(WHAT IS BEING ASKED): Check each line of the entries below for the word "NaiveDate", then state how many lines have it and nothing more.

(Collected data)
────────
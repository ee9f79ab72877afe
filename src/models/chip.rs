use chrono::NaiveDate;
use serde::{Deserialize, Serialize};
use std::collections::BTreeMap;
use std::fmt;

/// Non-price data sources scraped alongside the price feed
#[derive(Debug, Clone, Copy, PartialEq, Eq, Hash, PartialOrd, Ord, Serialize, Deserialize)]
pub enum ChipSource {
    /// Institutional investors' net buy/sell (foreign, trust, dealer)
    Institutional,
    /// Margin financing and short balances
    Margin,
    /// Broker buy/sell head-count difference
    Breadth,
}

impl ChipSource {
    pub const ALL: [ChipSource; 3] = [
        ChipSource::Institutional,
        ChipSource::Margin,
        ChipSource::Breadth,
    ];

    /// Fields this source contributes to a merged row
    pub fn fields(&self) -> &'static [ChipField] {
        match self {
            ChipSource::Institutional => &[
                ChipField::ForeignNet,
                ChipField::TrustNet,
                ChipField::DealerNet,
            ],
            ChipSource::Margin => &[
                ChipField::MarginBalance,
                ChipField::MarginDelta,
                ChipField::ShortBalance,
                ChipField::ShortDelta,
            ],
            ChipSource::Breadth => &[ChipField::BuySellDiff],
        }
    }
}

impl fmt::Display for ChipSource {
    fn fmt(&self, f: &mut fmt::Formatter<'_>) -> fmt::Result {
        let name = match self {
            ChipSource::Institutional => "institutional",
            ChipSource::Margin => "margin",
            ChipSource::Breadth => "breadth",
        };
        write!(f, "{}", name)
    }
}

/// A single chip quantity
#[derive(Debug, Clone, Copy, PartialEq, Eq, Hash, PartialOrd, Ord, Serialize, Deserialize)]
pub enum ChipField {
    ForeignNet,
    TrustNet,
    DealerNet,
    MarginBalance,
    MarginDelta,
    ShortBalance,
    ShortDelta,
    BuySellDiff,
}

impl ChipField {
    /// Column name used in CSV output
    pub fn column_name(&self) -> &'static str {
        match self {
            ChipField::ForeignNet => "foreign_net",
            ChipField::TrustNet => "trust_net",
            ChipField::DealerNet => "dealer_net",
            ChipField::MarginBalance => "margin_balance",
            ChipField::MarginDelta => "margin_delta",
            ChipField::ShortBalance => "short_balance",
            ChipField::ShortDelta => "short_delta",
            ChipField::BuySellDiff => "buy_sell_diff",
        }
    }
}

/// One day of values from a single chip source
#[derive(Debug, Clone, PartialEq, Serialize, Deserialize)]
pub struct ChipRow {
    pub date: NaiveDate,
    pub values: BTreeMap<ChipField, f64>,
}

impl ChipRow {
    pub fn new(date: NaiveDate) -> Self {
        Self {
            date,
            values: BTreeMap::new(),
        }
    }

    pub fn with(mut self, field: ChipField, value: f64) -> Self {
        self.values.insert(field, value);
        self
    }
}

/// Outcome of fetching one chip source
///
/// A failed source is a value, not an error: the merge step zero-fills every
/// field an unavailable source would have contributed.
#[derive(Debug, Clone, PartialEq)]
pub enum ChipFetch {
    Rows {
        source: ChipSource,
        rows: Vec<ChipRow>,
    },
    Unavailable {
        source: ChipSource,
        reason: String,
    },
}

impl ChipFetch {
    pub fn unavailable(source: ChipSource, reason: impl Into<String>) -> Self {
        ChipFetch::Unavailable {
            source,
            reason: reason.into(),
        }
    }

    pub fn source(&self) -> ChipSource {
        match self {
            ChipFetch::Rows { source, .. } | ChipFetch::Unavailable { source, .. } => *source,
        }
    }

    /// Rows of a successful fetch; empty for an unavailable source
    pub fn rows(&self) -> &[ChipRow] {
        match self {
            ChipFetch::Rows { rows, .. } => rows,
            ChipFetch::Unavailable { .. } => &[],
        }
    }

    pub fn is_available(&self) -> bool {
        matches!(self, ChipFetch::Rows { .. })
    }
}

/// Dense chip values for a merged row; missing data is 0, never "no value"
#[derive(Debug, Clone, Copy, Default, PartialEq, Serialize, Deserialize)]
pub struct ChipValues {
    pub foreign_net: f64,
    pub trust_net: f64,
    pub dealer_net: f64,
    /// foreign + trust + dealer
    pub institutional_total: f64,
    pub margin_balance: f64,
    pub margin_delta: f64,
    pub short_balance: f64,
    pub short_delta: f64,
    pub buy_sell_diff: f64,
}

impl ChipValues {
    /// Store a field value; non-finite values are stored as 0
    pub fn set(&mut self, field: ChipField, value: f64) {
        let value = if value.is_finite() { value } else { 0.0 };
        match field {
            ChipField::ForeignNet => self.foreign_net = value,
            ChipField::TrustNet => self.trust_net = value,
            ChipField::DealerNet => self.dealer_net = value,
            ChipField::MarginBalance => self.margin_balance = value,
            ChipField::MarginDelta => self.margin_delta = value,
            ChipField::ShortBalance => self.short_balance = value,
            ChipField::ShortDelta => self.short_delta = value,
            ChipField::BuySellDiff => self.buy_sell_diff = value,
        }
    }

    pub fn get(&self, field: ChipField) -> f64 {
        match field {
            ChipField::ForeignNet => self.foreign_net,
            ChipField::TrustNet => self.trust_net,
            ChipField::DealerNet => self.dealer_net,
            ChipField::MarginBalance => self.margin_balance,
            ChipField::MarginDelta => self.margin_delta,
            ChipField::ShortBalance => self.short_balance,
            ChipField::ShortDelta => self.short_delta,
            ChipField::BuySellDiff => self.buy_sell_diff,
        }
    }

    /// Names and values in CSV column order
    pub fn columns(&self) -> [(&'static str, f64); 9] {
        let column = |field: ChipField| (field.column_name(), self.get(field));
        [
            column(ChipField::ForeignNet),
            column(ChipField::TrustNet),
            column(ChipField::DealerNet),
            ("institutional_total", self.institutional_total),
            column(ChipField::MarginBalance),
            column(ChipField::MarginDelta),
            column(ChipField::ShortBalance),
            column(ChipField::ShortDelta),
            column(ChipField::BuySellDiff),
        ]
    }

    /// Recompute the institutional aggregate from its components
    pub fn refresh_total(&mut self) {
        self.institutional_total = self.foreign_net + self.trust_net + self.dealer_net;
    }
}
────────
(TASK SOLUTION): 3